── SOURCE RECORDS ──
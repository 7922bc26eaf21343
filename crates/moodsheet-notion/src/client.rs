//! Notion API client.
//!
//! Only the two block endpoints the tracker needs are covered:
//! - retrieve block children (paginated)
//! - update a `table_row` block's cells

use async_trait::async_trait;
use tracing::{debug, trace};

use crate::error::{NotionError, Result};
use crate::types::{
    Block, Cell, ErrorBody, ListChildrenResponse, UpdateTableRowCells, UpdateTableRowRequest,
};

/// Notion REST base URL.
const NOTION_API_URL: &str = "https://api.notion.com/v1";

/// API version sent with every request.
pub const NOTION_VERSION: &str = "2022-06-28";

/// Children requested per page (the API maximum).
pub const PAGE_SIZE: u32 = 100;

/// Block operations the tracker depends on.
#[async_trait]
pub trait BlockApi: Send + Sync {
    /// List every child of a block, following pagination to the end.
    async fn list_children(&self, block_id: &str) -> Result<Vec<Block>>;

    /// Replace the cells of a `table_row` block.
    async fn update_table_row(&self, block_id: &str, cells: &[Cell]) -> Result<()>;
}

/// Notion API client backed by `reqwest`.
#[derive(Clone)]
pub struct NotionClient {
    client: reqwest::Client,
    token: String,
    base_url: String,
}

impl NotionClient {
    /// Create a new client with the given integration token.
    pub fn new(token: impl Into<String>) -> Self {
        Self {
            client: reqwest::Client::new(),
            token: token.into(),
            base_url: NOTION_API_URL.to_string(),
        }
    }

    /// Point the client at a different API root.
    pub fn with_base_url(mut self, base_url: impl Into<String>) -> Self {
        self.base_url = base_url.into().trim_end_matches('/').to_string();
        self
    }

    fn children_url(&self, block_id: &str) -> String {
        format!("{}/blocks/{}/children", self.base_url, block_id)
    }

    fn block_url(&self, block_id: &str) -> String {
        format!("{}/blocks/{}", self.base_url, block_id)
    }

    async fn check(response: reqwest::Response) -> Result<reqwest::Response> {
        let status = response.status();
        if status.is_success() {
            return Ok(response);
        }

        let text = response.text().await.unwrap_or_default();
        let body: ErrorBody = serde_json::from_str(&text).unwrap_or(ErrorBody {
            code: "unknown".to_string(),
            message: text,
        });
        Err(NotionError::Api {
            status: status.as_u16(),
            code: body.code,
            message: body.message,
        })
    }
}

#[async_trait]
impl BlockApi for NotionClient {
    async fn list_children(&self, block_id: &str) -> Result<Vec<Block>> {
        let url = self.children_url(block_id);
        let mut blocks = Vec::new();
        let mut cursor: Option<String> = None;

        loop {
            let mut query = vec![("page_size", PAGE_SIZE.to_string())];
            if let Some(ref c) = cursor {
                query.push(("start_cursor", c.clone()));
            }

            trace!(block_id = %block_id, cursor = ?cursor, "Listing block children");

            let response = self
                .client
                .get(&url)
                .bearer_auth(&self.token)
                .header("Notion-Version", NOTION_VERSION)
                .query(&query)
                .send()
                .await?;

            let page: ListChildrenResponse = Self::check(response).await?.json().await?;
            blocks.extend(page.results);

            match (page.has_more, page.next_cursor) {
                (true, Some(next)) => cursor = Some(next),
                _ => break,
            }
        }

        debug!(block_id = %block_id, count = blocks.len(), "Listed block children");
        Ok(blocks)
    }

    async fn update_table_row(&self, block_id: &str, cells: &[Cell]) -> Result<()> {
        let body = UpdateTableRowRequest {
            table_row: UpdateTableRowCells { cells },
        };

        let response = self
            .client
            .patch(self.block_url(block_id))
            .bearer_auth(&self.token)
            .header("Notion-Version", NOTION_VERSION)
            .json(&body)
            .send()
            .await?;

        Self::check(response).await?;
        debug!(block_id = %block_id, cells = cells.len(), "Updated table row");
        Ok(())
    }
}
───
── SOURCE RECORDS ──
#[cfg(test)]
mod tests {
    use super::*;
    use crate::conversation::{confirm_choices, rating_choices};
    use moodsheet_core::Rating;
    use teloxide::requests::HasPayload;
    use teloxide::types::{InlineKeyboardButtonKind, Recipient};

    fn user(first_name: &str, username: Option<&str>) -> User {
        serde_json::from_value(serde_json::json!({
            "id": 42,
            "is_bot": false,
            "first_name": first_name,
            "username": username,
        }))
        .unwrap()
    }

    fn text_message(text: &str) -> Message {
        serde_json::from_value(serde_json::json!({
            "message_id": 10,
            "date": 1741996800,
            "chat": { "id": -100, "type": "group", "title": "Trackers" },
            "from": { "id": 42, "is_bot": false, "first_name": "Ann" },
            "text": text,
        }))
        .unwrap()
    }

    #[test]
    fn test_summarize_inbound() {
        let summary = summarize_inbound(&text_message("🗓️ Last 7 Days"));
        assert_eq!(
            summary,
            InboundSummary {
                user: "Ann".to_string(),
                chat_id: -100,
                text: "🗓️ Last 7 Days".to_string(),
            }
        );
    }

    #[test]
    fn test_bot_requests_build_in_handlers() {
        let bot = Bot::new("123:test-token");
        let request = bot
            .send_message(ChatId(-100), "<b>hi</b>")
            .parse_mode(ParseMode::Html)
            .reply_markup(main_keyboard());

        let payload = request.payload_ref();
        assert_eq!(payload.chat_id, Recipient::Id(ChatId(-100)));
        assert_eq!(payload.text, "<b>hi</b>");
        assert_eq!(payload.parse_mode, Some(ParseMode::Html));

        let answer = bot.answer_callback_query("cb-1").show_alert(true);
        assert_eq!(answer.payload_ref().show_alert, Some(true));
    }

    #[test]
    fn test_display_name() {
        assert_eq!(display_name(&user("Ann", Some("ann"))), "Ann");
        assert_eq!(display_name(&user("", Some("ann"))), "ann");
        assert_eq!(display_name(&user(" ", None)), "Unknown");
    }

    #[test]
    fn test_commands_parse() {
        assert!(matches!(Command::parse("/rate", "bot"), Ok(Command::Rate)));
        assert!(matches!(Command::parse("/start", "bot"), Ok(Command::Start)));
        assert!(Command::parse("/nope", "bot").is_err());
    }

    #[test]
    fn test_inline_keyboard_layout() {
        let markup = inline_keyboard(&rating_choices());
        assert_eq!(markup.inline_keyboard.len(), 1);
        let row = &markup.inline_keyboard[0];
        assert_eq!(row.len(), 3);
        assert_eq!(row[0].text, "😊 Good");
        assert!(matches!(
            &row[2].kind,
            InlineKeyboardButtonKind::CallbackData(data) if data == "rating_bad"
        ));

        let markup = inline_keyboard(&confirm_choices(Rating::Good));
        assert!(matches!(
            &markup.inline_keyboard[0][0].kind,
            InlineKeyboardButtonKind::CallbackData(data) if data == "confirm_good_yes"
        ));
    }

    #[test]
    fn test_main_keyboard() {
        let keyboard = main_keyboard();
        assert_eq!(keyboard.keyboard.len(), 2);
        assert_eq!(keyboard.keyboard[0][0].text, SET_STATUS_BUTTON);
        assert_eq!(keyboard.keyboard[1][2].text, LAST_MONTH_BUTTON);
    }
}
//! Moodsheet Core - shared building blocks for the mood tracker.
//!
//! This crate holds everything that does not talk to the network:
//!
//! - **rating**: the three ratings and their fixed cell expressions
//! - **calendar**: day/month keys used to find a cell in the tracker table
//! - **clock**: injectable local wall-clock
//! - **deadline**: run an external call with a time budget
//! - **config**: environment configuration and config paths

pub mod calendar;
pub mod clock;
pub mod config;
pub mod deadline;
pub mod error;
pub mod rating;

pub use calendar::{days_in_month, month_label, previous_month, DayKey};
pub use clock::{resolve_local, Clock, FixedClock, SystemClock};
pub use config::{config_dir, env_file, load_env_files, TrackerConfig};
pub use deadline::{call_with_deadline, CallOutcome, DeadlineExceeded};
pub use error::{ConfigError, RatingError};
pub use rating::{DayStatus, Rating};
───
*WHAT YOU WILL DO*.
From the records above, print only the lines between the one holding "repository 7922bc26eaf21343" and the one holding "pub const NOTION_VERSION: &str", inclusive, exactly as they stand.

*REPLY TO THE TASK*.
repository 7922bc26eaf21343
filename crates/moodsheet-notion/src/client.rs
//! Notion API client.
//!
//! Only the two block endpoints the tracker needs are covered:
//! - retrieve block children (paginated)
//! - update a `table_row` block's cells

use async_trait::async_trait;
use tracing::{debug, trace};

use crate::error::{NotionError, Result};
use crate::types::{
    Block, Cell, ErrorBody, ListChildrenResponse, UpdateTableRowCells, UpdateTableRowRequest,
};

/// Notion REST base URL.
const NOTION_API_URL: &str = "https://api.notion.com/v1";

/// API version sent with every request.
pub const NOTION_VERSION: &str = "2022-06-28";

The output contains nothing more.